**DATA:**
# # # # # # #

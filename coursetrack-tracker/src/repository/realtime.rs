//! Realtime repository
//!
//! The push transport the subscription manager drives. It is injected as a
//! trait object so sessions can run against the WebSocket feed or a fake.

use async_trait::async_trait;
use coursetrack_client::{FeedMessage, FeedSubscription, RealtimeSocket};
use coursetrack_core::dto::realtime::ChangeEvent;
use uuid::Uuid;

use crate::error::TransportError;

/// Message read from an open channel
#[derive(Debug, Clone, PartialEq)]
pub enum ChannelMessage {
    /// Subscription confirmed by the server
    Subscribed,
    Change(ChangeEvent),
    /// The channel is broken and must be torn down
    Failed(TransportError),
}

/// One open push channel
#[async_trait]
pub trait RealtimeChannel: Send {
    /// Globally unique channel name
    fn name(&self) -> &str;

    /// Waits for the next message; `None` once the channel is closed
    async fn recv(&mut self) -> Option<ChannelMessage>;

    /// Closes the channel; safe to call more than once
    async fn close(&mut self);
}

/// Opens push channels filtered to one owner's jobs
#[async_trait]
pub trait RealtimeClient: Send + Sync {
    /// Opens a channel named `name` for `owner_id`'s jobs
    ///
    /// # Arguments
    /// * `name` - Unique channel name, never reused across reconnects
    /// * `owner_id` - The user whose jobs are streamed
    async fn open(
        &self,
        name: &str,
        owner_id: Uuid,
    ) -> Result<Box<dyn RealtimeChannel>, TransportError>;
}

/// WebSocket implementation of RealtimeClient
pub struct WsRealtimeClient {
    socket: RealtimeSocket,
}

impl WsRealtimeClient {
    /// Creates a client for a change-feed endpoint (e.g., "ws://localhost:8080/realtime")
    pub fn new(url: impl Into<String>) -> Self {
        Self {
            socket: RealtimeSocket::new(url),
        }
    }
}

#[async_trait]
impl RealtimeClient for WsRealtimeClient {
    async fn open(
        &self,
        name: &str,
        owner_id: Uuid,
    ) -> Result<Box<dyn RealtimeChannel>, TransportError> {
        let subscription = self
            .socket
            .subscribe(name, owner_id)
            .await
            .map_err(|e| TransportError::Connect(e.to_string()))?;

        Ok(Box::new(WsChannel { subscription }))
    }
}

struct WsChannel {
    subscription: FeedSubscription,
}

#[async_trait]
impl RealtimeChannel for WsChannel {
    fn name(&self) -> &str {
        self.subscription.channel()
    }

    async fn recv(&mut self) -> Option<ChannelMessage> {
        let message = match self.subscription.next_message().await? {
            Ok(FeedMessage::Subscribed) => ChannelMessage::Subscribed,
            Ok(FeedMessage::Change(event)) => ChannelMessage::Change(event),
            Ok(FeedMessage::Error(message)) => {
                ChannelMessage::Failed(TransportError::Channel(message))
            }
            Err(e) => ChannelMessage::Failed(TransportError::Channel(e.to_string())),
        };
        Some(message)
    }

    async fn close(&mut self) {
        self.subscription.close().await;
    }
}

# # # # # # #

**WHAT YOU ARE ASKED TO DO:** Where does the word "Opens" occur in the data? Copy every line that has it.

**ANSWER SPACE:**
/// Opens push channels filtered to one owner's jobs
    /// Opens a channel named `name` for `owner_id`'s jobs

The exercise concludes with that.